One study looked at the Nutrient intake and Alternate Healthy Eating Index (AHEI) across a low-fat vegan diet and an American Diabetes Association recommended diet, and found that the vegans raised their score. They increased fiber, vitamins C and K, total vitamin A activity, potassium, magnesium, folate and beta carotene.
However, they also reduced their intake of B-12, calcium and vitamin D, right along with fat, cholesterol and sodium. There’s no denying that eating vegan is a balancing act that will require careful supervision of B-12, calcium, iron, vitamin D and omega-3 fatty acid intake, to name a few nutrients, but overall it leads to a healthier lifestyle. Vegans have less risk of heart disease and cancer, according to one study. Vegan diets also lead to greater fat loss when trying to lose weight.
One of the most impactful ways to help the environment is to cut animal products out of your diet. Meat takes a huge amount of land, water and plant foods to produce, so it’s the easiest way to reduce your carbon footprint. It’s been in the news for awhile that cutting beef alone can reduce your carbon footprint more than driving a car.
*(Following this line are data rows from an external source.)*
//! Ordered genre lists for venues and artists
//!
//! Each owner's genres live in a linking table keyed by (owner id, position),
//! so the list reads back in exactly the order it was written.

use crate::Result;
use sqlx::SqliteConnection;

/// Which linking table a genre list belongs to
#[derive(Debug, Clone, Copy, PartialEq, Eq)]
pub enum GenreOwner {
    Venue,
    Artist,
}

impl GenreOwner {
    fn table(self) -> &'static str {
        match self {
            GenreOwner::Venue => "venue_genres",
            GenreOwner::Artist => "artist_genres",
        }
    }

    fn owner_column(self) -> &'static str {
        match self {
            GenreOwner::Venue => "venue_id",
            GenreOwner::Artist => "artist_id",
        }
    }
}

/// Replace an owner's genre list
pub async fn replace_genres(
    conn: &mut SqliteConnection,
    owner: GenreOwner,
    owner_id: i64,
    genres: &[String],
) -> Result<()> {
    delete_genres(conn, owner, owner_id).await?;

    let insert_sql = format!(
        "INSERT INTO {} ({}, position, genre) VALUES (?, ?, ?)",
        owner.table(),
        owner.owner_column()
    );

    for (position, genre) in genres.iter().enumerate() {
        sqlx::query(&insert_sql)
            .bind(owner_id)
            .bind(position as i64)
            .bind(genre)
            .execute(&mut *conn)
            .await?;
    }

    Ok(())
}

/// Load an owner's genres in stored order
pub async fn load_genres(
    conn: &mut SqliteConnection,
    owner: GenreOwner,
    owner_id: i64,
) -> Result<Vec<String>> {
    let select_sql = format!(
        "SELECT genre FROM {} WHERE {} = ? ORDER BY position",
        owner.table(),
        owner.owner_column()
    );

    let genres = sqlx::query_scalar::<_, String>(&select_sql)
        .bind(owner_id)
        .fetch_all(&mut *conn)
        .await?;

    Ok(genres)
}

/// Remove every genre row of an owner
pub async fn delete_genres(
    conn: &mut SqliteConnection,
    owner: GenreOwner,
    owner_id: i64,
) -> Result<()> {
    let delete_sql = format!(
        "DELETE FROM {} WHERE {} = ?",
        owner.table(),
        owner.owner_column()
    );

    sqlx::query(&delete_sql)
        .bind(owner_id)
        .execute(&mut *conn)
        .await?;

    Ok(())
}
In addition to carbon issues, there’s the fact that swathes of land are cleared out to let cattle graze, meaning a greater risk of land erosion and the loss of natural habitats for wildlife.
Another great reason to go vegan is because of animal rights. Many people swear off of meat after they see the deplorable conditions that animals raised for meat are kept in. You might be one of them. From hens kept in cramped battery cages to sick animals being neglected, all of these are realities of the modern day factory farms.
And while getting free range and organic meat is an option, the ASPCA estimates that more than 99% of farm animals in the U.S. are raised in factory farms. Plus, there’s the ethical issue of killing just to get nutrients that can be sourced from supplements and/or plant-based products.
So next time someone is telling you being vegan is dumb, or you’re doubting the lifestyle yourself, just remember these vegan diet benefits: health benefits, the reduced environmental impact and that being vegan means a more cruelty-free existence.